The output should be every line below that includes the word "content".
-------- DATASET EXCERPTS --------
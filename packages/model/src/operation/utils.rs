//! Tree mutation helpers shared by operations.
//!
//! Each helper keeps text nodes normalized: boundaries are split before
//! mutating and equal-attribute neighbours are merged afterwards.

use quire_common::{ModelError, ModelResult};
use serde_json::{json, Value};

use crate::node::NodeId;
use crate::position::Position;
use crate::range::Range;
use crate::tree::Tree;

fn parent_of(tree: &Tree, position: &Position, code: &str) -> ModelResult<NodeId> {
    position
        .parent(tree)
        .filter(|parent| tree.is_container(*parent))
        .ok_or_else(|| ModelError::new(code, "Position does not point into a container").with_context(json!({ "path": position.path })))
}

/// Insert `nodes` at `position`; returns the range they occupy afterwards.
pub(crate) fn insert(tree: &mut Tree, position: &Position, nodes: Vec<NodeId>) -> ModelResult<Range> {
    let parent = parent_of(tree, position, "operation-utils-insert-position-invalid")?;
    let how_many: usize = nodes.iter().map(|node| tree.offset_size(*node)).sum();
    let count = nodes.len();

    let index = tree.split_at_offset(parent, position.offset());
    tree.insert_child(parent, index, nodes)?;

    tree.merge_texts_at(parent, index + count);
    tree.merge_texts_at(parent, index);

    Ok(Range::from_position_and_shift(position, how_many))
}

/// Remove the content of a flat range and return the detached nodes.
pub(crate) fn remove(tree: &mut Tree, range: &Range) -> ModelResult<Vec<NodeId>> {
    if !range.is_flat() {
        return Err(ModelError::new("operation-utils-remove-range-not-flat", "Trying to remove a range which starts and ends in different elements"));
    }
    let parent = parent_of(tree, &range.start, "operation-utils-remove-position-invalid")?;

    let start = tree.split_at_offset(parent, range.start.offset());
    let end = tree.split_at_offset(parent, range.end.offset());
    let removed = tree.remove_children(parent, start, end - start);

    tree.merge_texts_at(parent, start);
    Ok(removed)
}

/// Move the content of a flat range to `target`; `target` is given in
/// pre-removal coordinates.
pub(crate) fn move_range(tree: &mut Tree, source: &Range, target: &Position) -> ModelResult<Range> {
    let how_many = source.end.offset() - source.start.offset();
    let nodes = remove(tree, source)?;
    let target = target
        .get_transformed_by_deletion(&source.start, how_many)
        .ok_or_else(|| ModelError::new("operation-utils-move-target-inside-source", "Cannot move a range into itself"))?;
    insert(tree, &target, nodes)
}

/// Set (or, with `None`, remove) `key` on every node in a flat range.
pub(crate) fn set_attribute(tree: &mut Tree, range: &Range, key: &str, value: Option<&Value>) -> ModelResult<()> {
    if !range.is_flat() {
        return Err(ModelError::new("operation-utils-set-attribute-range-not-flat", "Attribute ranges must be flat"));
    }
    let parent = parent_of(tree, &range.start, "operation-utils-set-attribute-position-invalid")?;

    let start = tree.split_at_offset(parent, range.start.offset());
    let end = tree.split_at_offset(parent, range.end.offset());

    for index in start..end {
        let Some(node) = tree.child(parent, index) else { break };
        match value {
            Some(value) => tree.set_attribute(node, key, value.clone()),
            None => {
                tree.remove_attribute(node, key);
            }
        }
    }

    for index in (start..=end).rev() {
        tree.merge_texts_at(parent, index);
    }
    Ok(())
}

#[cfg(test)]
mod tests {
    use super::*;
    use crate::node::Attributes;

    fn paragraph(tree: &mut Tree, text: &str) -> (NodeId, NodeId) {
        let root = tree.create_fragment();
        let p = tree.create_element("paragraph", Attributes::new());
        tree.append_child(p, text).unwrap();
        tree.append_child(root, p).unwrap();
        (root, p)
    }

    #[test]
    fn test_insert_merges_text() {
        let mut tree = Tree::new();
        let (root, p) = paragraph(&mut tree, "foar");
        let text = tree.create_text("ob", Attributes::new());

        let range = insert(&mut tree, &Position::from_parts(root, vec![0, 2]), vec![text]).unwrap();

        assert_eq!(tree.child_count(p), 1);
        assert_eq!(tree.data(tree.child(p, 0).unwrap()), Some("foobar"));
        assert_eq!(range.start.path, vec![0, 2]);
        assert_eq!(range.end.path, vec![0, 4]);
    }

    #[test]
    fn test_set_attribute_splits_and_merges() {
        let mut tree = Tree::new();
        let (root, p) = paragraph(&mut tree, "foobar");
        let range = Range::new(Position::from_parts(root, vec![0, 1]), Position::from_parts(root, vec![0, 3]));

        set_attribute(&mut tree, &range, "bold", Some(&Value::Bool(true))).unwrap();
        assert_eq!(tree.child_count(p), 3);
        assert!(tree.has_attribute(tree.child(p, 1).unwrap(), "bold"));

        set_attribute(&mut tree, &range, "bold", None).unwrap();
        assert_eq!(tree.child_count(p), 1);
    }

    #[test]
    fn test_move_within_parent() {
        let mut tree = Tree::new();
        let (root, p) = paragraph(&mut tree, "abcd");
        let bold = tree.create_text("X", [("bold".to_string(), Value::Bool(true))].into_iter().collect());
        tree.append_child(p, bold).unwrap();

        let source = Range::new(Position::from_parts(root, vec![0, 0]), Position::from_parts(root, vec![0, 1]));
        move_range(&mut tree, &source, &Position::from_parts(root, vec![0, 5])).unwrap();

        let texts: Vec<&str> = tree.children(p).iter().filter_map(|c| tree.data(*c)).collect();
        assert_eq!(texts, vec!["bcd", "X", "a"]);
    }

    #[test]
    fn test_remove_rejects_non_flat() {
        let mut tree = Tree::new();
        let (root, _) = paragraph(&mut tree, "ab");
        let range = Range::new(Position::from_parts(root, vec![0, 1]), Position::from_parts(root, vec![1]));
        assert!(remove(&mut tree, &range).unwrap_err().is("operation-utils-remove-range-not-flat"));
    }
}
--------
YOUR RESPONSE:
/// Remove the content of a flat range and return the detached nodes.
/// Move the content of a flat range to `target`; `target` is given in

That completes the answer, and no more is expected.